The thought of going through any and/or all of this scares the hell out of me. Its enough to make me not want to do it at all. However, it is something my husband agreed that we would do. And I want to - except for all of the above. Like the poster above said, if being afraid of lack of sex drive, depression, self-esteem issues, wizzard sleeves, tearing, bleeding, pain, etc., makes me immature, then I guess I am.

Its great to get a real view of how things are. Thanks for sharing - you are all very brave!

Maya | 12:50 PM

Siiiiigh. 27 (going on 28), married for 7 years, no kids but a GIANT thank you to GGC and all of the amazing commenters on this post. I'd really like to find out what would happen wrt sex/pregnancy/birth/breastfeeding.

The reality though, is this: my husband would completely lose interest in me as a sexual being the second I got a ++ and I'd probably be a horny(er) raging mass of hormones and frustration. So I enjoy the hell out of my friends' kids and read inspiring (real!) blogs like yours instead.

Thank you.

Anonymous | 8:54 AM

1. How did you as a childbearing woman separate your sexual self from your baby making self?

I really tried (and succeeded pretty much) to not over-think this one. I spent most of my teens and twenties being really screwed up when it came to me as a sexual being. It was actually a relief to me when I became pregnant because I didn’t have to worry about doing “wrong.” I know that the previous comment could ignite a powder keg (the whole “right and wrong” thing), but I just mean that once I was pregnant I chose not to back out and I felt that I had to just surrender to it (which I was able to do). Due to some abusive and confusing sexual experiences I was unable for many years to just surrender to my sexuality (if that makes any sense). I had more (great) sex during pregnancy that I ever had before.

2. Does sex feels different for you after vaginal birth? How so?

It took me a while (my son is 15 months) for it to not feel weird (physically- son was 9 and a half pounds of un-medicated vaginal birth and I had some internal tears and an anal fissure- tmi, I know). Since the same things just weren’t getting me off I really took matters into my own hands and experimented more and been more vocal about what I want. I would rather be sexually fulfilled than quiet and unhappy. I know that this may sound flip and I don’t mean it to. It was a tough but liberating conclusion that took me a while to come to. My husband is awesome by the way, and definitely appreciates this as well.

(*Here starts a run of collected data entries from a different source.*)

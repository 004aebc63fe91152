//! Fluent-backed path translation.
//!
//! Each locale owns one Fluent bundle. A path is translated segment by
//! segment: static segments are looked up as messages, while dynamic
//! segments (`:id`, `*glob`), optional groups (`(.:format)`) and segments
//! that cannot name a Fluent message (`2024`) are kept verbatim. Lookups try `"{scope}.{segment}"` before `"{segment}"`; dotted
//! identifiers are normalized to Fluent's `-` form in both the lookup ids
//! and the loaded resources.

use std::borrow::Cow;
use std::collections::{HashMap, HashSet};
use std::fmt;
use std::sync::Arc;

use fluent_bundle::concurrent::FluentBundle;
use fluent_bundle::{FluentError, FluentResource};
use fluent_syntax::parser::ParserError;
use thiserror::Error;
use unic_langid::LanguageIdentifier;

use super::{PathTranslator, TranslationError};
use crate::Locale;

/// Captures formatting failures encountered when resolving a segment.
#[derive(Debug, Clone)]
pub struct FormattingIssue {
    /// Message identifier that failed to format.
    pub id: String,
    /// Locale whose catalogue produced the failure.
    pub locale: Locale,
    /// Formatting or resolver errors emitted by Fluent.
    pub errors: Vec<FluentError>,
}

/// Reporter invoked when Fluent raises formatting errors.
pub type FormattingIssueReporter = Arc<dyn Fn(&FormattingIssue) + Send + Sync>;

/// Errors surfaced when constructing a [`FluentPathTranslator`].
#[derive(Debug, Error)]
pub enum CatalogueError {
    /// The locale tag is not a valid language identifier.
    #[error("locale {locale} is not a valid language identifier")]
    InvalidLocale {
        /// Offending locale.
        locale: Locale,
    },

    /// Failed to parse Fluent text into resources.
    #[error("failed to parse route catalogue for {locale}")]
    Parser {
        /// Locale associated with the catalogue.
        locale: Locale,
        /// Parser errors emitted by Fluent.
        errors: Vec<ParserError>,
    },

    /// Fluent rejected a resource while registering it in the bundle.
    #[error("failed to register route catalogue for {locale}")]
    Registration {
        /// Locale associated with the catalogue.
        locale: Locale,
        /// Errors returned by Fluent during registration.
        errors: Vec<FluentError>,
    },
}

struct Catalogue {
    language: LanguageIdentifier,
    bundle: FluentBundle<Arc<FluentResource>>,
}

impl fmt::Debug for Catalogue {
    fn fmt(&self, f: &mut fmt::Formatter<'_>) -> fmt::Result {
        f.debug_struct("Catalogue")
            .field("language", &self.language)
            .field("bundle", &"<fluent bundle>")
            .finish()
    }
}

/// Path translator backed by per-locale Fluent catalogues.
pub struct FluentPathTranslator {
    catalogues: HashMap<Locale, Catalogue>,
    passthrough: HashSet<Locale>,
    report_issue: FormattingIssueReporter,
}

/// Builds a [`FluentPathTranslator`].
pub struct FluentPathTranslatorBuilder {
    resources: Vec<(Locale, Vec<String>)>,
    passthrough: HashSet<Locale>,
    report_issue: FormattingIssueReporter,
}

impl FluentPathTranslator {
    /// Starts building a translator.
    ///
    /// # Examples
    /// ```rust
    /// use route_locales::{FluentPathTranslator, Locale, PathTranslator};
    ///
    /// let translator = FluentPathTranslator::builder()
    ///     .with_catalogue("fr", ["about = a-propos"])
    ///     .with_passthrough("en")
    ///     .try_build()
    ///     .expect("catalogue should parse");
    /// let fr = translator.translate("/about", &Locale::new("fr"), None);
    /// assert_eq!(fr.as_deref(), Ok("/a-propos"));
    /// ```
    #[must_use]
    pub fn builder() -> FluentPathTranslatorBuilder {
        FluentPathTranslatorBuilder::new()
    }

    fn translate_segment(
        &self,
        catalogue: &Catalogue,
        locale: &Locale,
        segment: &str,
        scope: Option<&str>,
    ) -> Result<String, TranslationError> {
        let (head, tail) = segment
            .find('(')
            .map_or((segment, ""), |idx| segment.split_at(idx));
        if is_verbatim(head) {
            return Ok(segment.to_owned());
        }

        let ids = lookup_ids(head, scope);
        for id in &ids {
            let Some(pattern) = catalogue
                .bundle
                .get_message(id)
                .and_then(|message| message.value())
            else {
                continue;
            };

            let mut errors = Vec::new();
            let rendered = catalogue.bundle.format_pattern(pattern, None, &mut errors);
            if errors.is_empty() {
                let mut translated = rendered.into_owned();
                translated.push_str(tail);
                return Ok(translated);
            }

            (self.report_issue)(&FormattingIssue {
                id: id.clone(),
                locale: locale.clone(),
                errors,
            });
        }

        Err(TranslationError::Missing {
            locale: locale.clone(),
            key: ids.into_iter().next().unwrap_or_else(|| head.to_owned()),
        })
    }
}

impl PathTranslator for FluentPathTranslator {
    fn translate(
        &self,
        path: &str,
        locale: &Locale,
        scope: Option<&str>,
    ) -> Result<String, TranslationError> {
        if self.passthrough.contains(locale) {
            return Ok(path.to_owned());
        }
        let Some(catalogue) = self.catalogues.get(locale) else {
            return Err(TranslationError::Missing {
                locale: locale.clone(),
                key: path.to_owned(),
            });
        };

        let segments = path
            .split('/')
            .map(|segment| self.translate_segment(catalogue, locale, segment, scope))
            .collect::<Result<Vec<_>, _>>()?;
        Ok(segments.join("/"))
    }
}

impl fmt::Debug for FluentPathTranslator {
    fn fmt(&self, f: &mut fmt::Formatter<'_>) -> fmt::Result {
        let mut locales: Vec<&Locale> = self.catalogues.keys().collect();
        locales.sort();
        f.debug_struct("FluentPathTranslator")
            .field("catalogues", &locales)
            .field("passthrough", &self.passthrough)
            .field("report_issue", &"<formatter>")
            .finish()
    }
}

impl FluentPathTranslatorBuilder {
    /// Creates a builder without catalogues.
    #[must_use]
    pub fn new() -> Self {
        Self {
            resources: Vec::new(),
            passthrough: HashSet::new(),
            report_issue: default_reporter(),
        }
    }

    /// Adds Fluent resources for `locale`. Repeated calls for the same
    /// locale layer further resources into the same bundle.
    #[must_use]
    pub fn with_catalogue<I, S>(mut self, locale: impl Into<Locale>, resources: I) -> Self
    where
        I: IntoIterator<Item = S>,
        S: Into<String>,
    {
        let tag = locale.into();
        let sources = resources.into_iter().map(Into::into);
        if let Some((_, existing)) = self.resources.iter_mut().find(|(known, _)| *known == tag) {
            existing.extend(sources);
        } else {
            self.resources.push((tag, sources.collect()));
        }
        self
    }

    /// Keeps path templates unchanged for `locale`, typically the default
    /// locale whose routes are declared in its language.
    #[must_use]
    pub fn with_passthrough(mut self, locale: impl Into<Locale>) -> Self {
        self.passthrough.insert(locale.into());
        self
    }

    /// Installs a hook to report formatting issues surfaced by Fluent.
    #[must_use]
    pub fn with_error_reporter(mut self, reporter: FormattingIssueReporter) -> Self {
        self.report_issue = reporter;
        self
    }

    /// Builds the translator, parsing every catalogue.
    ///
    /// # Errors
    ///
    /// Returns [`CatalogueError`] when a locale tag is invalid or a resource
    /// fails to parse or register.
    pub fn try_build(self) -> Result<FluentPathTranslator, CatalogueError> {
        let mut catalogues = HashMap::with_capacity(self.resources.len());
        for (locale, resources) in self.resources {
            let catalogue = catalogue_from_resources(&locale, &resources)?;
            catalogues.insert(locale, catalogue);
        }
        Ok(FluentPathTranslator {
            catalogues,
            passthrough: self.passthrough,
            report_issue: self.report_issue,
        })
    }
}

impl Default for FluentPathTranslatorBuilder {
    fn default() -> Self {
        Self::new()
    }
}

impl fmt::Debug for FluentPathTranslatorBuilder {
    fn fmt(&self, f: &mut fmt::Formatter<'_>) -> fmt::Result {
        f.debug_struct("FluentPathTranslatorBuilder")
            .field("catalogues_len", &self.resources.len())
            .field("passthrough", &self.passthrough)
            .field("report_issue", &"<formatter>")
            .finish()
    }
}

#[must_use]
fn default_reporter() -> FormattingIssueReporter {
    Arc::new(|issue: &FormattingIssue| {
        tracing::warn!(
            id = %issue.id,
            locale = %issue.locale,
            errors = ?issue.errors,
            "failed to format route segment"
        );
    })
}

fn catalogue_from_resources(
    locale: &Locale,
    resources: &[String],
) -> Result<Catalogue, CatalogueError> {
    let language = locale
        .language_identifier()
        .map_err(|_| CatalogueError::InvalidLocale {
            locale: locale.clone(),
        })?;
    let mut bundle = FluentBundle::new_concurrent(vec![language.clone()]);
    bundle.set_use_isolating(false);
    for resource in resources {
        let parsed = Arc::new(
            FluentResource::try_new(normalize_resource_ids(resource)).map_err(
                |(_resource, errors)| CatalogueError::Parser {
                    locale: locale.clone(),
                    errors,
                },
            )?,
        );

        bundle
            .add_resource(parsed)
            .map_err(|errors| CatalogueError::Registration {
                locale: locale.clone(),
                errors,
            })?;
    }

    Ok(Catalogue { language, bundle })
}

/// Dynamic segments, empty segments and segments that are not Fluent
/// identifiers, such as `2024`, are never translated.
fn is_verbatim(segment: &str) -> bool {
    segment.is_empty()
        || segment.starts_with([':', '*'])
        || !is_valid_fluent_identifier(&normalize_identifier(segment))
}

fn lookup_ids(segment: &str, scope: Option<&str>) -> Vec<String> {
    let mut ids = Vec::with_capacity(2);
    if let Some(scoped) = scope.filter(|scope| !scope.is_empty()) {
        let id = normalize_identifier(&format!("{scoped}.{segment}")).into_owned();
        if is_valid_fluent_identifier(&id) {
            ids.push(id);
        }
    }
    let id = normalize_identifier(segment).into_owned();
    if is_valid_fluent_identifier(&id) {
        ids.push(id);
    }
    ids
}

fn normalize_identifier(id: &str) -> Cow<'_, str> {
    if id.contains('.') {
        Cow::Owned(id.replace('.', "-"))
    } else {
        Cow::Borrowed(id)
    }
}

fn normalize_resource_ids(resource: &str) -> String {
    resource
        .lines()
        .map(normalize_id_line)
        .collect::<Vec<_>>()
        .join("\n")
}

fn is_valid_fluent_id_char(ch: char) -> bool {
    ch.is_alphanumeric() || matches!(ch, '-' | '_' | '.')
}

/// Fluent identifiers start with a letter followed by letters, digits, `-`,
/// `_` or `.`.
fn is_valid_fluent_identifier(id: &str) -> bool {
    let mut chars = id.chars();
    let Some(first) = chars.next() else {
        return false;
    };
    first.is_alphabetic() && chars.all(is_valid_fluent_id_char)
}

fn normalize_id_line(line: &str) -> String {
    let trimmed = line.trim_start();
    if trimmed.is_empty() || trimmed.starts_with('#') {
        return line.to_owned();
    }

    let Some((left, right)) = line.split_once('=') else {
        return line.to_owned();
    };

    // Indented lines belong to message bodies, attributes or variants.
    if left.chars().next().is_some_and(char::is_whitespace) {
        return line.to_owned();
    }

    let id_segment = left.trim_end();
    if !is_valid_fluent_identifier(id_segment) {
        return line.to_owned();
    }

    let normalised_id = normalize_identifier(id_segment).into_owned();
    let trailing_ws = left.strip_prefix(id_segment).unwrap_or_default();

    let mut rebuilt = String::with_capacity(line.len());
    rebuilt.push_str(&normalised_id);
    rebuilt.push_str(trailing_ws);
    rebuilt.push('=');
    rebuilt.push_str(right);
    rebuilt
}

3. Do you have more sexual hang-ups after a vaginal birth? Less sexual hang-ups? Why do you think this is?

See two previous answers  Fewer sexual hang-ups for sure. I think I felt like the sex I was having and feeling hung up about before pregnancy never led to anything but my own feelings of inadequacy. I spent so much of my pre- preggo years dwelling on my effed up feelings about sex, being depressed and hating myself. I couldn’t understand how my husband could love me. I felt a lot of shame for being so sexually dysfunctional. Being pregnant and being a mother felt right to me- I was really lucky in that way. I respect my body a lot more now and I want to try to give it some rewards.

4. How do you perceive your bodies now that you have given birth and how has that perception changed your sex life if at all?

My body is certainly more “womanly” now, and for me that is a good thing in some ways (especially in the boob dept- for now). I think that my husband found it novel and fun to experience so many different incarnations his sexual partner (he is at least nice enough to let me think so). The breastfeeding dichotomy was tough for me at first, but I got over it pretty quickly. I never had breasts before though, so I think it helped me to value them sexually for the first time (weird at that may seem).